Are you measuring at the same DC gate voltage? You will see a huge difference between the capacitance below and above the threshold voltage, as one of the capacitor plates is mostly the channel, which turns non-conducting when the FET is off. Mosfets are used as the varactors in a lot of RF VCOs for e.g. cellphones.

Maybe your parts came from different wafers.

Is there a correlation between the capacitance you measured and the threshold voltage or gm of the same parts? This might help you to figure out whether the thickness of the oxide is responsible.

Reply to
Chris Jones

Hope you get your ideas out on the net Jim. I had a physicist friend that worked in acoustics all his life, sonar and such. How had a lot of secrets that through working at a series of companies he found others didn't know. He could build efficient transducers, low loss vessels for research. At one company he reported to his manager he had built a transducer that was 110% efficient, the manager thought that was great, he said he just walked away shaking his head and fixed their measurement system. I told him several times he needed to write a book about his subject to pass the info along. He never did, Once he closed the business he just went dark, didn't make contact with any one that worked with him. He died a couple years ago and his education went with him. I had a lot off fun working with Henry, I miss him. Mikek

Reply to
amdx

Not gate voltage actually, but drain voltage -- which could very easily be drifting around if it's not grounded explicitly.

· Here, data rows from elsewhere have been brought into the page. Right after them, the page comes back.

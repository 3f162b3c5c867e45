//! Socket transport: the TCP pub/sub engine of the message bus.
//!
//! Every endpoint owns two connections to the engine's hub socket: one for
//! publishing, one for subscribing. A published frame is fanned out to every
//! subscribe connection (the publisher's own included), so each endpoint sees
//! the same traffic it would on the in-process engine. The hub buffers
//! nothing between sweeps; what has not been read from a kernel socket
//! buffer yet simply waits for the next routing cycle.
//!
//! Wire format per frame: 4-byte little-endian payload length, then the
//! envelope bytes produced by [`crate::envelope::pack`]. Frames are the only
//! transport-level structure; the envelope is self-describing.

use std::io::{self, Read, Write};
use std::net::{SocketAddr, TcpListener, TcpStream, ToSocketAddrs};

use tracing::{debug, error, trace};

use crate::bus::BusEngine;
use crate::endpoint::{EndpointLink, MessageEndpoint};
use crate::envelope::{self, CodecError};
use crate::message::Message;

/// Frames above this size indicate stream corruption, not a real message.
const MAX_FRAME_LEN: usize = 16 * 1024 * 1024;

/// How many `WouldBlock` retries a publish tolerates before giving up.
///
/// The send path busy-polls a non-blocking socket; the bound turns a peer
/// that never drains into a [`TransportError::SendTimeout`] instead of a
/// livelock.
const SEND_RETRY_LIMIT: u32 = 1 << 22;

/// Error types for transport operations.
#[derive(Debug, thiserror::Error)]
pub enum TransportError {
    #[error("io error: {0}")]
    Io(#[from] io::Error),
    #[error("connection closed by peer")]
    ConnectionClosed,
    #[error("oversized frame of {len} bytes")]
    OversizedFrame { len: usize },
    #[error("send retry limit exhausted, peer not draining")]
    SendTimeout,
    #[error("message sender uid is nil")]
    NilSender,
    #[error(transparent)]
    Codec(#[from] CodecError),
}

// ─── Framing ────────────────────────────────────────────────────────────────

/// Write one length-prefixed frame to a non-blocking stream, busy-polling
/// through `WouldBlock` up to [`SEND_RETRY_LIMIT`].
fn write_frame(stream: &mut TcpStream, payload: &[u8]) -> Result<(), TransportError> {
    let mut frame = Vec::with_capacity(4 + payload.len());
    frame.extend_from_slice(&(payload.len() as u32).to_le_bytes());
    frame.extend_from_slice(payload);

    let mut written = 0;
    let mut retries = 0u32;
    while written < frame.len() {
        match stream.write(&frame[written..]) {
            Ok(0) => return Err(TransportError::ConnectionClosed),
            Ok(n) => written += n,
            Err(e) if e.kind() == io::ErrorKind::WouldBlock => {
                retries += 1;
                if retries > SEND_RETRY_LIMIT {
                    return Err(TransportError::SendTimeout);
                }
                std::hint::spin_loop();
            }
            Err(e) if e.kind() == io::ErrorKind::Interrupted => {}
            Err(e) => return Err(e.into()),
        }
    }
    trace!(bytes = payload.len(), "frame sent");
    Ok(())
}

/// Incremental frame parser over a non-blocking stream.
///
/// Bytes can arrive split across reads; the reader buffers partial frames
/// internally and only hands out complete payloads.
#[derive(Default)]
struct FrameReader {
    buf: Vec<u8>,
}

impl FrameReader {
    fn feed(&mut self, bytes: &[u8]) {
        self.buf.extend_from_slice(bytes);
    }

    /// Extract the next complete frame payload, if one is buffered.
    fn next_frame(&mut self) -> Result<Option<Vec<u8>>, TransportError> {
        if self.buf.len() < 4 {
            return Ok(None);
        }
        let len = u32::from_le_bytes(self.buf[..4].try_into().unwrap()) as usize;
        if len > MAX_FRAME_LEN {
            return Err(TransportError::OversizedFrame { len });
        }
        if self.buf.len() < 4 + len {
            return Ok(None);
        }
        let payload = self.buf[4..4 + len].to_vec();
        self.buf.drain(..4 + len);
        Ok(Some(payload))
    }

    /// One non-blocking poll: read whatever the socket has, then extract
    /// every complete frame into `frames`. Returns `false` once the peer has
    /// closed the connection.
    fn poll(
        &mut self,
        stream: &mut TcpStream,
        frames: &mut Vec<Vec<u8>>,
    ) -> Result<bool, TransportError> {
        let mut alive = true;
        let mut chunk = [0u8; 4096];
        loop {
            match stream.read(&mut chunk) {
                Ok(0) => {
                    alive = false;
                    break;
                }
                Ok(n) => self.feed(&chunk[..n]),
                Err(e) if e.kind() == io::ErrorKind::WouldBlock => break,
                Err(e) if e.kind() == io::ErrorKind::Interrupted => {}
                Err(e) => return Err(e.into()),
            }
        }
        while let Some(frame) = self.next_frame()? {
            frames.push(frame);
        }
        Ok(alive)
    }
}

// ─── Endpoint link ──────────────────────────────────────────────────────────

/// Connection role preamble, sent once right after connecting to the hub.
const ROLE_PUBLISH: u8 = b'P';
const ROLE_SUBSCRIBE: u8 = b'S';

/// Socket-backed endpoint link: publishes through the codec immediately,
/// collects with a bounded non-blocking poll.
pub struct TcpLink {
    publish: TcpStream,
    subscribe: TcpStream,
    reader: FrameReader,
}

impl TcpLink {
    fn connect(hub: SocketAddr) -> Result<Self, TransportError> {
        let publish = Self::open(hub, ROLE_PUBLISH)?;
        let subscribe = Self::open(hub, ROLE_SUBSCRIBE)?;
        Ok(TcpLink {
            publish,
            subscribe,
            reader: FrameReader::default(),
        })
    }

    fn open(hub: SocketAddr, role: u8) -> Result<TcpStream, TransportError> {
        let mut stream = TcpStream::connect(hub)?;
        stream.set_nodelay(true)?;
        // The role byte goes out while the stream is still blocking; only
        // steady-state traffic runs non-blocking.
        stream.write_all(&[role])?;
        stream.set_nonblocking(true)?;
        Ok(stream)
    }
}

impl EndpointLink for TcpLink {
    fn publish(&mut self, message: Message) -> Result<(), TransportError> {
        let payload = envelope::pack(&message);
        write_frame(&mut self.publish, &payload).map_err(|e| {
            error!(error = %e, "publish failed");
            e
        })
    }

    fn collect(&mut self, sink: &mut Vec<Message>) -> Result<(), TransportError> {
        let mut frames = Vec::new();
        let alive = self.reader.poll(&mut self.subscribe, &mut frames)?;
        for frame in frames {
            sink.push(envelope::unpack(&frame)?);
        }
        if !alive {
            error!("subscribe connection closed by hub");
            return Err(TransportError::ConnectionClosed);
        }
        Ok(())
    }
}

// ─── Hub engine ─────────────────────────────────────────────────────────────

struct HubConn {
    stream: TcpStream,
    reader: FrameReader,
    role: Option<u8>,
}

/// TCP pub/sub engine: a hub socket every endpoint pair-connects to.
///
/// `update` accepts newly arrived connections; `step` performs one sweep,
/// forwarding every frame read off a publish connection to every subscribe
/// connection. No routing thread and no message state survive between
/// sweeps.
pub struct TcpEngine {
    listener: TcpListener,
    addr: SocketAddr,
    conns: Vec<HubConn>,
}

impl TcpEngine {
    /// Bind the hub. A bind failure is a bus construction error.
    pub fn bind(addr: impl ToSocketAddrs) -> Result<Self, TransportError> {
        let listener = TcpListener::bind(addr)?;
        listener.set_nonblocking(true)?;
        let addr = listener.local_addr()?;
        debug!(%addr, "tcp bus hub bound");
        Ok(TcpEngine {
            listener,
            addr,
            conns: Vec::new(),
        })
    }

    /// Address endpoints connect to; useful when bound to port 0.
    pub fn local_addr(&self) -> SocketAddr {
        self.addr
    }

    fn accept_pending(&mut self) -> Result<(), TransportError> {
        loop {
            match self.listener.accept() {
                Ok((stream, peer)) => {
                    stream.set_nodelay(true)?;
                    stream.set_nonblocking(true)?;
                    trace!(%peer, "hub accepted connection");
                    self.conns.push(HubConn {
                        stream,
                        reader: FrameReader::default(),
                        role: None,
                    });
                }
                Err(e) if e.kind() == io::ErrorKind::WouldBlock => return Ok(()),
                Err(e) => return Err(e.into()),
            }
        }
    }

    /// Read role preambles from connections that have not declared one yet.
    fn resolve_roles(&mut self) {
        for conn in &mut self.conns {
            if conn.role.is_some() {
                continue;
            }
            let mut byte = [0u8; 1];
            match conn.stream.read(&mut byte) {
                Ok(1) => conn.role = Some(byte[0]),
                // Not readable yet, closed, or errored: leave the role
                // unset; closed connections get pruned by the sweep.
                _ => {}
            }
        }
    }

    /// One forwarding sweep. Returns the number of messages forwarded.
    fn sweep(&mut self) -> Result<usize, TransportError> {
        let mut forwarded_frames = Vec::new();
        let mut closed = Vec::new();

        for (index, conn) in self.conns.iter_mut().enumerate() {
            if conn.role != Some(ROLE_PUBLISH) {
                continue;
            }
            let mut frames = Vec::new();
            let alive = conn
                .reader
                .poll(&mut conn.stream, &mut frames)
                .map_err(|e| {
                    error!(error = %e, "hub read failed");
                    e
                })?;
            forwarded_frames.extend(frames);
            if !alive {
                closed.push(index);
            }
        }

        let forwarded = forwarded_frames.len();
        for frame in forwarded_frames {
            for (index, conn) in self.conns.iter_mut().enumerate() {
                if conn.role != Some(ROLE_SUBSCRIBE) || closed.contains(&index) {
                    continue;
                }
                match write_frame(&mut conn.stream, &frame) {
                    Ok(()) => {}
                    // A subscriber that went away mid-fan-out is pruned like
                    // an expired endpoint, not an error for the bus.
                    Err(TransportError::ConnectionClosed) | Err(TransportError::Io(_)) => {
                        closed.push(index);
                    }
                    Err(e) => return Err(e),
                }
            }
        }

        if !closed.is_empty() {
            let mut index = 0;
            self.conns.retain(|_| {
                let keep = !closed.contains(&index);
                index += 1;
                keep
            });
        }
        Ok(forwarded)
    }
}

impl BusEngine for TcpEngine {
    fn create_endpoint(&mut self) -> Result<MessageEndpoint, TransportError> {
        let link = TcpLink::connect(self.addr)?;
        // Adopt the two new connections right away so the first routing
        // cycle after creation already knows them.
        self.accept_pending()?;
        self.resolve_roles();
        Ok(MessageEndpoint::new(Box::new(link)))
    }

    fn update(&mut self) -> Result<(), TransportError> {
        self.accept_pending()?;
        self.resolve_roles();
        Ok(())
    }

    fn step(&mut self) -> Result<usize, TransportError> {
        self.sweep()
    }
}
//! Per-entity message endpoints.
//!
//! An endpoint is the exclusive gateway of one entity (population,
//! projection, channel, observer) to the message bus: `send` queues outgoing
//! messages for bus pickup, `receive_all_messages` drains what the bus has
//! delivered, and `unload_*` hands the buffered messages of one kind to one
//! receiver.
//!
//! Subscription filtering happens here, at receive time: the bus fans every
//! routed message to every live endpoint, and `receive_all_messages` keeps
//! only messages matching a `(receiver, kind)` subscription whose sender set
//! contains the message's sender. Everything else is discarded immediately
//! and never buffered.

use std::collections::{HashMap, HashSet, VecDeque};
use std::sync::{Arc, Mutex};

use tracing::trace;

use crate::message::{Message, MessageKind, SpikeMessage, SynapticImpactMessage};
use crate::transport::TransportError;
use crate::uid::Uid;

// ─── Link ───────────────────────────────────────────────────────────────────

/// Seam between an endpoint and the bus engine that services it.
///
/// The in-process engine hands out [`LocalLink`]s over shared buffers; the
/// socket engine hands out links that serialize through the envelope codec.
pub trait EndpointLink: Send {
    /// Queue or transmit one outgoing message. Never delivers locally.
    fn publish(&mut self, message: Message) -> Result<(), TransportError>;

    /// Move every delivered message into `sink`, preserving arrival order.
    /// Non-blocking; a bounded poll at most.
    fn collect(&mut self, sink: &mut Vec<Message>) -> Result<(), TransportError>;
}

/// Buffers shared between a [`LocalLink`] and the in-process bus engine.
///
/// The endpoint side owns the [`Arc`]; the bus keeps only a `Weak`, so
/// endpoint destruction is observable without bus cooperation.
#[derive(Default)]
pub struct LinkBuffers {
    /// Messages sent by the owning entity, awaiting bus pickup.
    outgoing: Mutex<Vec<Message>>,
    /// Messages the bus has fanned out to this endpoint.
    inbox: Mutex<VecDeque<Message>>,
}

impl LinkBuffers {
    /// Bus side: drain everything the endpoint has sent since the last
    /// update, in send order.
    pub fn drain_outgoing(&self) -> Vec<Message> {
        std::mem::take(&mut *self.outgoing.lock().unwrap())
    }

    /// Bus side: deliver one routed message into the inbox.
    pub fn deliver(&self, message: Message) {
        self.inbox.lock().unwrap().push_back(message);
    }
}

/// In-process endpoint link over shared memory buffers.
pub struct LocalLink {
    buffers: Arc<LinkBuffers>,
}

impl LocalLink {
    pub fn new(buffers: Arc<LinkBuffers>) -> Self {
        LocalLink { buffers }
    }
}

impl EndpointLink for LocalLink {
    fn publish(&mut self, message: Message) -> Result<(), TransportError> {
        self.buffers.outgoing.lock().unwrap().push(message);
        Ok(())
    }

    fn collect(&mut self, sink: &mut Vec<Message>) -> Result<(), TransportError> {
        let mut inbox = self.buffers.inbox.lock().unwrap();
        sink.extend(inbox.drain(..));
        Ok(())
    }
}

// ─── Subscriptions ──────────────────────────────────────────────────────────

#[derive(Debug, Clone, Copy, PartialEq, Eq, Hash)]
struct SubscriptionKey {
    receiver: Uid,
    kind: MessageKind,
}

/// Allowed senders plus the accepted-but-not-yet-unloaded messages for one
/// `(receiver, kind)` pair.
struct Subscription {
    senders: HashSet<Uid>,
    messages: Vec<Message>,
}

// ─── Endpoint ───────────────────────────────────────────────────────────────

/// An entity's exclusive handle to the message bus.
pub struct MessageEndpoint {
    uid: Uid,
    link: Box<dyn EndpointLink>,
    subscriptions: HashMap<SubscriptionKey, Subscription>,
}

impl MessageEndpoint {
    /// Wrap a bus-provided link. Called by the bus engines; library users get
    /// endpoints from [`MessageBus::create_endpoint`](crate::bus::MessageBus).
    pub(crate) fn new(link: Box<dyn EndpointLink>) -> Self {
        MessageEndpoint {
            uid: Uid::new(),
            link,
            subscriptions: HashMap::new(),
        }
    }

    /// Identifier of this endpoint.
    pub fn uid(&self) -> Uid {
        self.uid
    }

    /// Allow `receiver` to see `kind` messages from `senders`.
    ///
    /// Idempotent: subscribing again widens the allowed-sender set and never
    /// removes previously allowed senders. Returns how many senders were
    /// newly added.
    pub fn subscribe(
        &mut self,
        kind: MessageKind,
        receiver: Uid,
        senders: impl IntoIterator<Item = Uid>,
    ) -> usize {
        let subscription = self
            .subscriptions
            .entry(SubscriptionKey { receiver, kind })
            .or_insert_with(|| Subscription {
                senders: HashSet::new(),
                messages: Vec::new(),
            });
        let before = subscription.senders.len();
        subscription.senders.extend(senders);
        subscription.senders.len() - before
    }

    /// Queue one message for bus pickup. Non-blocking on the in-process
    /// engine; the socket engine publishes immediately.
    ///
    /// A nil sender uid is rejected: every live entity sends under its own
    /// identifier.
    pub fn send(&mut self, message: impl Into<Message>) -> Result<(), TransportError> {
        let message = message.into();
        if message.sender().is_nil() {
            return Err(TransportError::NilSender);
        }
        self.link.publish(message)
    }

    /// Pull everything the bus has delivered since the last call, filing
    /// accepted messages into their subscription buffers.
    ///
    /// Returns the number of messages accepted by at least one subscription.
    /// Must be called before `unload_*` can observe new messages.
    pub fn receive_all_messages(&mut self) -> Result<usize, TransportError> {
        let mut delivered = Vec::new();
        self.link.collect(&mut delivered)?;

        let mut accepted = 0;
        for message in delivered {
            let sender = message.sender();
            let kind = message.kind();
            let mut claimed = false;
            for (key, subscription) in self.subscriptions.iter_mut() {
                if key.kind == kind && subscription.senders.contains(&sender) {
                    subscription.messages.push(message.clone());
                    claimed = true;
                }
            }
            if claimed {
                accepted += 1;
            } else {
                trace!(%sender, ?kind, "dropping message with no matching subscription");
            }
        }
        Ok(accepted)
    }

    /// Return and clear every buffered message of `kind` for `receiver`.
    pub fn unload_messages(&mut self, kind: MessageKind, receiver: Uid) -> Vec<Message> {
        self.subscriptions
            .get_mut(&SubscriptionKey { receiver, kind })
            .map(|subscription| std::mem::take(&mut subscription.messages))
            .unwrap_or_default()
    }

    /// Return and clear the buffered spike messages for `receiver`.
    pub fn unload_spikes(&mut self, receiver: Uid) -> Vec<SpikeMessage> {
        self.unload_messages(MessageKind::Spike, receiver)
            .into_iter()
            .map(|message| match message {
                Message::Spike(m) => m,
                Message::SynapticImpact(_) => unreachable!("spike buffer holds only spikes"),
            })
            .collect()
    }

    /// Return and clear the buffered synaptic impact messages for `receiver`.
    pub fn unload_impacts(&mut self, receiver: Uid) -> Vec<SynapticImpactMessage> {
        self.unload_messages(MessageKind::SynapticImpact, receiver)
            .into_iter()
            .map(|message| match message {
                Message::SynapticImpact(m) => m,
                Message::Spike(_) => unreachable!("impact buffer holds only impacts"),
            })
            .collect()
    }
}
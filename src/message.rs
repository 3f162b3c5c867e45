//! Event messages exchanged between populations and projections.
//!
//! The message set is closed: a `Spike` announces which neurons of a sender
//! fired during a step, a `SynapticImpact` carries the per-connection effects
//! a projection forwards to its postsynaptic population. Every message starts
//! with a header naming the sender and the step it was produced on.
//!
//! Adding a variant is a closed-set change: the wire tag table below, the
//! envelope codec, and the endpoint's per-kind buffers must all be updated
//! together.

use crate::uid::Uid;

// ─── Header ─────────────────────────────────────────────────────────────────

/// Common prefix of every message: who sent it, and on which step.
#[derive(Debug, Clone, Copy, PartialEq, Eq, Default)]
pub struct MessageHeader {
    /// Sender entity identifier.
    pub sender: Uid,
    /// Execution step the message was produced on.
    pub step: u64,
}

// ─── Spike ──────────────────────────────────────────────────────────────────

/// Indexes of the neurons of one population that fired during one step.
#[derive(Debug, Clone, PartialEq, Eq, Default)]
pub struct SpikeMessage {
    pub header: MessageHeader,
    /// Indexes of fired neurons, in firing order.
    pub neuron_indexes: Vec<u32>,
}

// ─── Synaptic impact ────────────────────────────────────────────────────────

/// Kind tag describing how an impact acts on the receiving neuron.
#[derive(Debug, Clone, Copy, PartialEq, Eq, Hash)]
#[repr(u8)]
pub enum ImpactKind {
    Excitatory = 0,
    InhibitoryCurrent = 1,
    InhibitoryConductance = 2,
    Dopamine = 3,
    Blocking = 4,
}

impl ImpactKind {
    /// Decode from a wire byte. `None` for bytes outside the closed set.
    pub fn from_wire(byte: u8) -> Option<Self> {
        match byte {
            0 => Some(ImpactKind::Excitatory),
            1 => Some(ImpactKind::InhibitoryCurrent),
            2 => Some(ImpactKind::InhibitoryConductance),
            3 => Some(ImpactKind::Dopamine),
            4 => Some(ImpactKind::Blocking),
            _ => None,
        }
    }
}

impl Default for ImpactKind {
    fn default() -> Self {
        ImpactKind::Excitatory
    }
}

/// The effect one fired neuron has on one downstream neuron through one
/// synapse.
#[derive(Debug, Clone, Copy, PartialEq)]
pub struct SynapticImpact {
    /// Position of the synapse in the projection's synapse sequence.
    pub connection_index: u64,
    /// Impact magnitude.
    pub impact: f32,
    /// How the impact acts on the receiving neuron.
    pub kind: ImpactKind,
    /// Source neuron index in the presynaptic population.
    pub presynaptic_neuron_index: u32,
    /// Destination neuron index in the postsynaptic population.
    pub postsynaptic_neuron_index: u32,
}

/// All impacts one projection delivers to one population for one step.
#[derive(Debug, Clone, PartialEq, Default)]
pub struct SynapticImpactMessage {
    pub header: MessageHeader,
    /// Population the spikes that caused these impacts came from.
    pub presynaptic_population: Uid,
    /// Population the impacts are destined for.
    pub postsynaptic_population: Uid,
    /// Forcing impacts override the receiving neuron's integration.
    pub is_forcing: bool,
    pub impacts: Vec<SynapticImpact>,
}

// ─── Message ────────────────────────────────────────────────────────────────

/// A routable message: one of the closed variant set.
#[derive(Debug, Clone, PartialEq)]
pub enum Message {
    Spike(SpikeMessage),
    SynapticImpact(SynapticImpactMessage),
}

/// Discriminant-only mirror of [`Message`], used to key subscriptions and
/// per-kind buffers.
#[derive(Debug, Clone, Copy, PartialEq, Eq, Hash)]
pub enum MessageKind {
    Spike,
    SynapticImpact,
}

impl MessageKind {
    /// Wire discriminant: variant index + 1. Zero is reserved for
    /// "none/invalid" and never written.
    pub fn wire_tag(&self) -> u8 {
        match self {
            MessageKind::Spike => 1,
            MessageKind::SynapticImpact => 2,
        }
    }

    /// Decode a wire discriminant. `None` for the reserved zero and for tags
    /// outside the closed set.
    pub fn from_wire_tag(tag: u8) -> Option<Self> {
        match tag {
            1 => Some(MessageKind::Spike),
            2 => Some(MessageKind::SynapticImpact),
            _ => None,
        }
    }
}

impl Message {
    pub fn kind(&self) -> MessageKind {
        match self {
            Message::Spike(_) => MessageKind::Spike,
            Message::SynapticImpact(_) => MessageKind::SynapticImpact,
        }
    }

    pub fn header(&self) -> &MessageHeader {
        match self {
            Message::Spike(m) => &m.header,
            Message::SynapticImpact(m) => &m.header,
        }
    }

    /// Sender identifier from the header.
    pub fn sender(&self) -> Uid {
        self.header().sender
    }

    /// Step the message was produced on.
    pub fn step(&self) -> u64 {
        self.header().step
    }
}

impl From<SpikeMessage> for Message {
    fn from(m: SpikeMessage) -> Self {
        Message::Spike(m)
    }
}

impl From<SynapticImpactMessage> for Message {
    fn from(m: SynapticImpactMessage) -> Self {
        Message::SynapticImpact(m)
    }
}
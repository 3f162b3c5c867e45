//! # spikeflow
//!
//! Spiking neural network simulation runtime.
//!
//! Populations of neurons and the projections connecting them run as
//! independent entities that only talk through discrete messages:
//! - **Spikes** = which neurons of a sender fired during a step
//! - **Synaptic impacts** = per-connection effects a projection forwards
//! - **Endpoints** = each entity's exclusive send/receive handle
//! - **Bus** = the routing engine (in-process queues or a TCP pub/sub hub)
//! - **Backend** = the step loop driving projection and population updates
//!
//! All cross-entity communication is barrier-synchronized at step
//! boundaries: a message sent during step *n* becomes visible on step
//! *n* + 1, once the backend's single `route_messages` call per step has
//! run.
//!
//! ```
//! use spikeflow::*;
//!
//! let mut backend = Backend::new(MessageBus::local());
//! let population = Population::from_generator(Uid::new(), 1, |_| BlifatNeuron::new(1.0));
//! let population_uid = population.uid();
//! let projection = Projection::from_generator(
//!     Uid::new(),
//!     population_uid,
//!     population_uid,
//!     SynapseKind::Delta,
//!     1,
//!     |_| Some(Synapse::delta(0, 0, 1.0, 4)),
//! );
//! backend.load_populations(vec![population]).unwrap();
//! backend.load_projections(vec![projection]).unwrap();
//! backend.run_while(|b| b.step_count() < 10).unwrap();
//! ```

pub mod backend;
pub mod bus;
pub mod endpoint;
pub mod envelope;
pub mod io;
pub mod message;
pub mod pool;
pub mod population;
pub mod projection;
pub mod transport;
pub mod uid;

// Re-exports for convenience.
pub use backend::{Backend, BackendError, SUPPORTED_NEURONS, SUPPORTED_SYNAPSES};
pub use bus::{BusEngine, LocalEngine, MessageBus};
pub use endpoint::{EndpointLink, MessageEndpoint};
pub use envelope::{pack, unpack, CodecError};
pub use io::{InputChannel, OutputChannel};
pub use message::{
    ImpactKind, Message, MessageHeader, MessageKind, SpikeMessage, SynapticImpact,
    SynapticImpactMessage,
};
pub use pool::{PoolError, ThreadPool};
pub use population::{BlifatNeuron, NeuronKind, Population};
pub use projection::{
    AdditiveStdpParams, DeltaParams, Projection, ResourceStdpParams, Synapse, SynapseKind,
    SynapseParams,
};
pub use transport::{TcpEngine, TransportError};
pub use uid::Uid;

The gate has very little capacitance to the channel, at least in modern VDMOS parts -- I can't detect a Ciss(Vgs) variation, admittedly this was from a crude setup. That is to say, the linearity is better than about 10%, but how much better, I cannot say.

Cgs itself doesn't seem to vary with Vds, either. Since Ciss = Cgs + Crss, the only varying component is due to Crss, which varies quite dramatically with Vds.

Yes, it's quite possible that parts end up reeled from different wafers. I don't know any process reason why they'd do that (except where one wafer ends and the other begins), but they certainly have no reason not to, either.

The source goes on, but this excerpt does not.